### [Instructions to follow]
Please copy each line of the records below that includes the word "width".

######

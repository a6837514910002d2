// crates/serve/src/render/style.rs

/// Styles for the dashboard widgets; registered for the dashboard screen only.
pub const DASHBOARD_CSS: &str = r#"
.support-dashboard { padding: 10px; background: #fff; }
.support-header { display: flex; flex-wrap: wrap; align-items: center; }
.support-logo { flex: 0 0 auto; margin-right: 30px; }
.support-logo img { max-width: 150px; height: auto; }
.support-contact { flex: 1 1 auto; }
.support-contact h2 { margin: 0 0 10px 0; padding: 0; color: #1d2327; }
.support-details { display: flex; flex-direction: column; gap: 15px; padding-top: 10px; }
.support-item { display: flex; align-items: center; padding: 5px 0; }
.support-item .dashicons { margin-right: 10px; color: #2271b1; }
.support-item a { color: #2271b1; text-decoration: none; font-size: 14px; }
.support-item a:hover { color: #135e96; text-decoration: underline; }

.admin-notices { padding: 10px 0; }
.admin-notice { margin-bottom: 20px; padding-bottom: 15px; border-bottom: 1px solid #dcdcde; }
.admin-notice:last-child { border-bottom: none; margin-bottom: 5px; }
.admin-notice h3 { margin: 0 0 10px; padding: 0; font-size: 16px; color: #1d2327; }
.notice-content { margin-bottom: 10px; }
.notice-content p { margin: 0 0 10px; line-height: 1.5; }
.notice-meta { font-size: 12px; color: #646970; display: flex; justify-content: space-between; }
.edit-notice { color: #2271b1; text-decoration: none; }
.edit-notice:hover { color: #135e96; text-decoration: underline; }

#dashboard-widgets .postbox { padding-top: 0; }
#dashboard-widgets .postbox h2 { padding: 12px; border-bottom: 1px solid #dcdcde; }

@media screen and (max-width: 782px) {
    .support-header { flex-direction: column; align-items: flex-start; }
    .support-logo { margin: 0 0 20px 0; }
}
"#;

######

### [Exercise answer]
.support-logo img { max-width: 150px; height: auto; }
@media screen and (max-width: 782px) {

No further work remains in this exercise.